Furioso. Ma non troppo.
« Il ne faut jamais prendre ce qu’un écrivain dit pour argent comptant. Surtout Giono, qui, ravi de ses qualités de conteur, aimait beaucoup se raconter lui-même. Il avait la passion de l’invention, cette tendresse de l’esprit qui n’est pas exactement le mensonge, mais un endroit où la réalité qu’on raconte est tordue, à peine déformée par rapport à la vérité, un tout petit peu plus belle, ou agréable ».

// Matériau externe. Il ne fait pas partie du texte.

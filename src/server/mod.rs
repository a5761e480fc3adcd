//! HTTP server layer.
//!
//! # Architecture
//!
//! ```text
//! ┌─────────────────────────────────────────────────────────────────┐
//! │                         HTTP Layer                              │
//! │   GET /api/tiles/{z}_{x}_{y}_{floor}.png   GET /api/view/{json} │
//! │   GET /api/item/{id}                       GET /api/dump        │
//! │                                                                 │
//! │  ┌─────────────────────────┐  ┌──────────────────────────────┐  │
//! │  │        handlers         │  │            routes            │  │
//! │  │ (requests, error map)   │  │ (router, CORS, tracing)      │  │
//! │  └─────────────────────────┘  └──────────────────────────────┘  │
//! └─────────────────────────────────────────────────────────────────┘
//! ```

pub mod handlers;
pub mod routes;

pub use handlers::{
    dump_handler, health_handler, item_handler, parse_tile_filename, tile_handler, view_handler,
    visible_items, AppState, ErrorResponse, HealthResponse, ViewRequest, ViewResponse, ROOM_DETAIL_ZOOM,
};
pub use routes::{create_router, RouterConfig};
//! Router configuration for the campus map server.
//!
//! # Route Structure
//!
//! ```text
//! /health                                - Health check
//! /api/tiles/{z}_{x}_{y}_{floor}.png     - Composited floor tile
//! /api/view/{json}                       - Items visible in a viewport
//! /api/item/{id}                         - One building or room
//! /api/dump                              - Whole dataset
//! ```
//!
//! # Example
//!
//! ```ignore
//! use campus_tiles::server::{create_router, AppState, RouterConfig};
//!
//! let state = AppState::new(dispatcher, dataset);
//! let config = RouterConfig::new()
//!     .with_cors_origins(vec!["https://example.com".to_string()]);
//!
//! let router = create_router(state, config);
//!
//! let listener = tokio::net::TcpListener::bind("0.0.0.0:8080").await?;
//! axum::serve(listener, router).await?;
//! ```

use std::time::Duration;

use axum::{routing::get, Router};
use http::header::CONTENT_TYPE;
use http::Method;
use tower_http::cors::{Any, CorsLayer};
use tower_http::trace::TraceLayer;

use super::handlers::{
    dump_handler, health_handler, item_handler, tile_handler, view_handler, AppState,
};

// =============================================================================
// Router Configuration
// =============================================================================

/// Configuration for the HTTP router.
#[derive(Debug, Clone)]
pub struct RouterConfig {
    /// Allowed CORS origins (None = allow any origin)
    pub cors_origins: Option<Vec<String>>,

    /// Cache-Control max-age in seconds
    pub cache_max_age: u32,

    /// Whether to enable request tracing
    pub enable_tracing: bool,
}

impl RouterConfig {
    /// Create a router configuration with defaults.
    ///
    /// By default:
    /// - CORS allows any origin
    /// - Cache max-age is 1 hour (3600 seconds)
    /// - Tracing is enabled
    pub fn new() -> Self {
        Self {
            cors_origins: None,
            cache_max_age: 3600,
            enable_tracing: true,
        }
    }

    /// Set specific allowed CORS origins.
    ///
    /// Pass an empty vec to disallow all cross-origin requests.
    pub fn with_cors_origins(mut self, origins: Vec<String>) -> Self {
        self.cors_origins = Some(origins);
        self
    }

    /// Allow any CORS origin.
    pub fn with_cors_any_origin(mut self) -> Self {
        self.cors_origins = None;
        self
    }

    /// Set the Cache-Control max-age in seconds.
    pub fn with_cache_max_age(mut self, seconds: u32) -> Self {
        self.cache_max_age = seconds;
        self
    }

    /// Enable or disable request tracing.
    pub fn with_tracing(mut self, enabled: bool) -> Self {
        self.enable_tracing = enabled;
        self
    }
}

impl Default for RouterConfig {
    fn default() -> Self {
        Self::new()
    }
}

// =============================================================================
// Router Builder
// =============================================================================

/// Create the main application router.
///
/// The configured cache max-age overrides the one carried by `state`.
pub fn create_router(state: AppState, config: RouterConfig) -> Router {
    let state = state.with_cache_max_age(config.cache_max_age);
    let cors = build_cors_layer(&config);

    let router = Router::new()
        .route("/health", get(health_handler))
        .route("/api/tiles/{filename}", get(tile_handler))
        .route("/api/view/{json}", get(view_handler))
        .route("/api/item/{id}", get(item_handler))
        .route("/api/dump", get(dump_handler))
        .with_state(state)
        .layer(cors);

    if config.enable_tracing {
        router.layer(TraceLayer::new_for_http())
    } else {
        router
    }
}

/// Build the CORS layer based on configuration.
fn build_cors_layer(config: &RouterConfig) -> CorsLayer {
    let cors = CorsLayer::new()
        .allow_methods([Method::GET, Method::HEAD, Method::OPTIONS])
        .allow_headers([CONTENT_TYPE])
        .max_age(Duration::from_secs(86400));

    match &config.cors_origins {
        None => cors.allow_origin(Any),
        Some(origins) if origins.is_empty() => cors,
        Some(origins) => {
            let parsed_origins: Vec<_> = origins.iter().filter_map(|o| o.parse().ok()).collect();
            cors.allow_origin(parsed_origins)
        }
    }
}

// =============================================================================
// Tests
// =============================================================================
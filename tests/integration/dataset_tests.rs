//! Dataset persistence and serving a dataset loaded from disk.

use axum::http::StatusCode;
use campus_tiles::dataset::Dataset;
use campus_tiles::error::DatasetError;
use tempfile::TempDir;

use super::test_utils::{
    build_server, campus_dataset, campus_source, decode, get, tile_uri, ServerOptions, HEBB_TILE,
};

#[test]
fn test_save_and_reload() {
    let dir = TempDir::new().unwrap();
    let path = dir.path().join("maps").join("map.json");
    std::fs::create_dir_all(path.parent().unwrap()).unwrap();

    campus_dataset().save(&path).unwrap();
    let reloaded = Dataset::load(&path).unwrap();

    assert_eq!(reloaded.len(), 2);
    assert_eq!(reloaded.floor_count(), 3);

    let hebb = reloaded.floor("HEBB", "1").unwrap();
    assert_eq!(hebb.floor.rooms.len(), 1);
    assert_eq!(hebb.floor.rooms[0].building_id, "HEBB");
    assert_eq!(hebb.floor.rooms[0].floor, "1");
    assert_eq!(reloaded.building("HEBB").unwrap().address, "2045 East Mall");
}

#[test]
fn test_load_rejects_inverted_floor() {
    let dir = TempDir::new().unwrap();
    let path = dir.path().join("map.json");
    std::fs::write(
        &path,
        r#"[{"sis": "HEBB", "floors": [{"floor": "3", "image": "x.png",
            "coords": {"north": 49.2605, "south": 49.2607, "east": -123.2456, "west": -123.2460}}]}]"#,
    )
    .unwrap();

    match Dataset::load(&path) {
        Err(DatasetError::InvalidGeometry {
            building, floor, ..
        }) => {
            assert_eq!(building, "HEBB");
            assert_eq!(floor, "3");
        }
        other => panic!("expected invalid geometry, got {:?}", other.map(|d| d.len())),
    }
}

#[test]
fn test_load_missing_file() {
    let dir = TempDir::new().unwrap();
    let result = Dataset::load(dir.path().join("absent.json"));
    assert!(matches!(result, Err(DatasetError::Io(_))));
}

#[tokio::test]
async fn test_serve_reloaded_dataset() {
    let dir = TempDir::new().unwrap();
    let path = dir.path().join("map.json");
    campus_dataset().save(&path).unwrap();

    let server = build_server(
        Dataset::load(&path).unwrap(),
        campus_source(),
        ServerOptions::default(),
    );
    let (z, x, y) = HEBB_TILE;

    let (status, _, body) = get(&server.router, &tile_uri(z, x, y, "1")).await;
    assert_eq!(status, StatusCode::OK);
    assert_eq!(decode(&body).get_pixel(75, 240).0[3], 255);
}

« Que ce grand bavard ait eu pour idéal le silence de la communication lorsqu’elle s’efface devant la poésie ne doit pas surprendre. Giono, en ce sens, est un poète parmi d’autres. Mais il le fait en malaxant une telle glaise romanesque, les pieds si fermement sur terre, avec un attachement si permanent aux choses concrètes longuement décrites dans le toucher, dans l’odorat, à travers de longues phrases orales, de longues vagues de parole, que les moments où le silence advient stupéfient le lecteur ».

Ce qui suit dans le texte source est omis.